Your objective: Here are some entries; quote each one exactly.

(Beginning of Record set)

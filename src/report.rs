use crate::types::{
    ExtractEntry, Highlights, RunSummary, ScoreRow, ScoredCampaign, ScoredTable,
};
use crate::util::{format_optional, score_bar};
use chrono::Utc;
use csv::StringRecord;
use tracing::debug;

/// Sort by score, best first. The sort is stable, so equal scores keep their
/// input order.
pub fn sort_by_score(mut campaigns: Vec<ScoredCampaign>) -> Vec<ScoredCampaign> {
    campaigns.sort_by(|a, b| b.score.total_cmp(&a.score));
    campaigns
}

pub fn build_table(headers: StringRecord, campaigns: Vec<ScoredCampaign>) -> ScoredTable {
    let campaigns = sort_by_score(campaigns);
    if let (Some(best), Some(worst)) = (campaigns.first(), campaigns.last()) {
        debug!(
            best = %best.record.name,
            best_raw = best.raw_score,
            worst = %worst.record.name,
            worst_raw = worst.raw_score,
            "sorted scored campaigns"
        );
    }
    ScoredTable { headers, campaigns }
}

fn extract_entry(c: &ScoredCampaign) -> ExtractEntry {
    ExtractEntry {
        campaign: c.record.name.clone(),
        score: c.score,
        roi: c.metrics.roi,
        revenue: c.record.revenue,
        cpl: c.metrics.cpl,
        total_leads: c.record.total_leads,
    }
}

/// The first `size` campaigns followed by the last `size`.
///
/// Small tables are not de-duplicated: with fewer than `2 * size` rows the
/// two halves overlap and some campaigns appear twice.
pub fn top_and_bottom(table: &ScoredTable, size: usize) -> Vec<ExtractEntry> {
    let rows = &table.campaigns;
    let head = &rows[..size.min(rows.len())];
    let tail = &rows[rows.len().saturating_sub(size)..];
    head.iter().chain(tail).map(extract_entry).collect()
}

/// Best and worst campaign by name plus the top/bottom extract. `None` for an
/// empty table.
pub fn highlights(table: &ScoredTable, size: usize) -> Option<Highlights> {
    let best = table.campaigns.first()?;
    let worst = table.campaigns.last()?;
    Some(Highlights {
        best_campaign: best.record.name.clone(),
        worst_campaign: worst.record.name.clone(),
        extract: top_and_bottom(table, size),
    })
}

pub fn generate_summary(table: &ScoredTable, highlights: &Highlights) -> RunSummary {
    let (score_min, score_max) = table
        .campaigns
        .iter()
        .fold((f64::INFINITY, f64::NEG_INFINITY), |(lo, hi), c| {
            (lo.min(c.score), hi.max(c.score))
        });
    RunSummary {
        generated_at: Utc::now(),
        total_campaigns: table.campaigns.len(),
        best_campaign: highlights.best_campaign.clone(),
        worst_campaign: highlights.worst_campaign.clone(),
        score_min,
        score_max,
        extract: highlights.extract.clone(),
    }
}

/// Console rows for the preview table, best first.
pub fn score_rows(table: &ScoredTable) -> Vec<ScoreRow> {
    table
        .campaigns
        .iter()
        .map(|c| ScoreRow {
            campaign: c.record.name.clone(),
            total_spend: format_optional(c.record.total_spend),
            total_leads: format_optional(c.record.total_leads),
            total_sales: format_optional(c.record.total_sales),
            revenue: format_optional(c.record.revenue),
            profit_loss: format_optional(c.metrics.profit_loss),
            cpl: format_optional(c.metrics.cpl),
            cpa: format_optional(c.metrics.cpa),
            roas: format_optional(c.metrics.roas),
            roi: format_optional(c.metrics.roi),
            conversion_rate: format_optional(c.metrics.conversion_rate),
            revenue_per_lead: format_optional(c.metrics.revenue_per_lead),
            score: format_optional(Some(c.score)),
            score_bar: score_bar(c.score),
        })
        .collect()
}
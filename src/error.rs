use thiserror::Error;

/// Failures that stop a grading run. No scored table is produced once one of
/// these is returned.
#[derive(Debug, Error)]
pub enum GradeError {
    #[error("missing columns in uploaded CSV: {0:?}")]
    MissingFields(Vec<String>),
    #[error("columns appear more than once in uploaded CSV: {0:?}")]
    DuplicateColumns(Vec<String>),
    #[error("row {row}: column '{column}' is not numeric: '{value}'")]
    MalformedInput {
        row: usize,
        column: &'static str,
        value: String,
    },
    #[error("dataset contains no campaign rows")]
    EmptyDataset,
    #[error("invalid configuration: {0}")]
    Config(String),
    #[error("CSV error: {0}")]
    Csv(#[from] csv::Error),
    #[error("I/O error: {0}")]
    Io(#[from] std::io::Error),
    #[error("JSON error: {0}")]
    Json(#[from] serde_json::Error),
}

/// Failures of the text-generation collaborator. These never invalidate the
/// scored table.
#[derive(Debug, Error)]
pub enum InsightError {
    #[error("HTTP error: {0}")]
    Http(#[from] reqwest::Error),
    #[error("Serialization error: {0}")]
    Serde(#[from] serde_json::Error),
    #[error("API error [{status}]: {message}")]
    ApiError { status: u16, message: String },
    #[error("text-generation service returned no text")]
    EmptyResponse,
}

(End of Record set)

Output for this task:
filename src/report.rs
use crate::types::{
    ExtractEntry, Highlights, RunSummary, ScoreRow, ScoredCampaign, ScoredTable,
};
use crate::util::{format_optional, score_bar};
use chrono::Utc;
use csv::StringRecord;
use tracing::debug;

/// Sort by score, best first. The sort is stable, so equal scores keep their
/// input order.
pub fn sort_by_score(mut campaigns: Vec<ScoredCampaign>) -> Vec<ScoredCampaign> {
    campaigns.sort_by(|a, b| b.score.total_cmp(&a.score));
    campaigns
}

pub fn build_table(headers: StringRecord, campaigns: Vec<ScoredCampaign>) -> ScoredTable {
    let campaigns = sort_by_score(campaigns);
    if let (Some(best), Some(worst)) = (campaigns.first(), campaigns.last()) {
        debug!(
            best = %best.record.name,
            best_raw = best.raw_score,
            worst = %worst.record.name,
            worst_raw = worst.raw_score,
            "sorted scored campaigns"
        );
    }
    ScoredTable { headers, campaigns }
}

fn extract_entry(c: &ScoredCampaign) -> ExtractEntry {
    ExtractEntry {
        campaign: c.record.name.clone(),
        score: c.score,
        roi: c.metrics.roi,
        revenue: c.record.revenue,
        cpl: c.metrics.cpl,
        total_leads: c.record.total_leads,
    }
}

/// The first `size` campaigns followed by the last `size`.
///
/// Small tables are not de-duplicated: with fewer than `2 * size` rows the
/// two halves overlap and some campaigns appear twice.
pub fn top_and_bottom(table: &ScoredTable, size: usize) -> Vec<ExtractEntry> {
    let rows = &table.campaigns;
    let head = &rows[..size.min(rows.len())];
    let tail = &rows[rows.len().saturating_sub(size)..];
    head.iter().chain(tail).map(extract_entry).collect()
}

/// Best and worst campaign by name plus the top/bottom extract. `None` for an
/// empty table.
pub fn highlights(table: &ScoredTable, size: usize) -> Option<Highlights> {
    let best = table.campaigns.first()?;
    let worst = table.campaigns.last()?;
    Some(Highlights {
        best_campaign: best.record.name.clone(),
        worst_campaign: worst.record.name.clone(),
        extract: top_and_bottom(table, size),
    })
}

pub fn generate_summary(table: &ScoredTable, highlights: &Highlights) -> RunSummary {
    let (score_min, score_max) = table
        .campaigns
        .iter()
        .fold((f64::INFINITY, f64::NEG_INFINITY), |(lo, hi), c| {
            (lo.min(c.score), hi.max(c.score))
        });
    RunSummary {
        generated_at: Utc::now(),
        total_campaigns: table.campaigns.len(),
        best_campaign: highlights.best_campaign.clone(),
        worst_campaign: highlights.worst_campaign.clone(),
        score_min,
        score_max,
        extract: highlights.extract.clone(),
    }
}

/// Console rows for the preview table, best first.
pub fn score_rows(table: &ScoredTable) -> Vec<ScoreRow> {
    table
        .campaigns
        .iter()
        .map(|c| ScoreRow {
            campaign: c.record.name.clone(),
            total_spend: format_optional(c.record.total_spend),
            total_leads: format_optional(c.record.total_leads),
            total_sales: format_optional(c.record.total_sales),
            revenue: format_optional(c.record.revenue),
            profit_loss: format_optional(c.metrics.profit_loss),
            cpl: format_optional(c.metrics.cpl),
            cpa: format_optional(c.metrics.cpa),
            roas: format_optional(c.metrics.roas),
            roi: format_optional(c.metrics.roi),
            conversion_rate: format_optional(c.metrics.conversion_rate),
            revenue_per_lead: format_optional(c.metrics.revenue_per_lead),
            score: format_optional(Some(c.score)),
            score_bar: score_bar(c.score),
        })
        .collect()
}
filename src/error.rs
use thiserror::Error;

/// Failures that stop a grading run. No scored table is produced once one of
/// these is returned.
#[derive(Debug, Error)]
pub enum GradeError {
    #[error("missing columns in uploaded CSV: {0:?}")]
    MissingFields(Vec<String>),
    #[error("columns appear more than once in uploaded CSV: {0:?}")]
    DuplicateColumns(Vec<String>),
    #[error("row {row}: column '{column}' is not numeric: '{value}'")]
    MalformedInput {
        row: usize,
        column: &'static str,
        value: String,
    },
    #[error("dataset contains no campaign rows")]
    EmptyDataset,
    #[error("invalid configuration: {0}")]
    Config(String),
    #[error("CSV error: {0}")]
    Csv(#[from] csv::Error),
    #[error("I/O error: {0}")]
    Io(#[from] std::io::Error),
    #[error("JSON error: {0}")]
    Json(#[from] serde_json::Error),
}

/// Failures of the text-generation collaborator. These never invalidate the
/// scored table.
#[derive(Debug, Error)]
pub enum InsightError {
    #[error("HTTP error: {0}")]
    Http(#[from] reqwest::Error),
    #[error("Serialization error: {0}")]
    Serde(#[from] serde_json::Error),
    #[error("API error [{status}]: {message}")]
    ApiError { status: u16, message: String },
    #[error("text-generation service returned no text")]
    EmptyResponse,
}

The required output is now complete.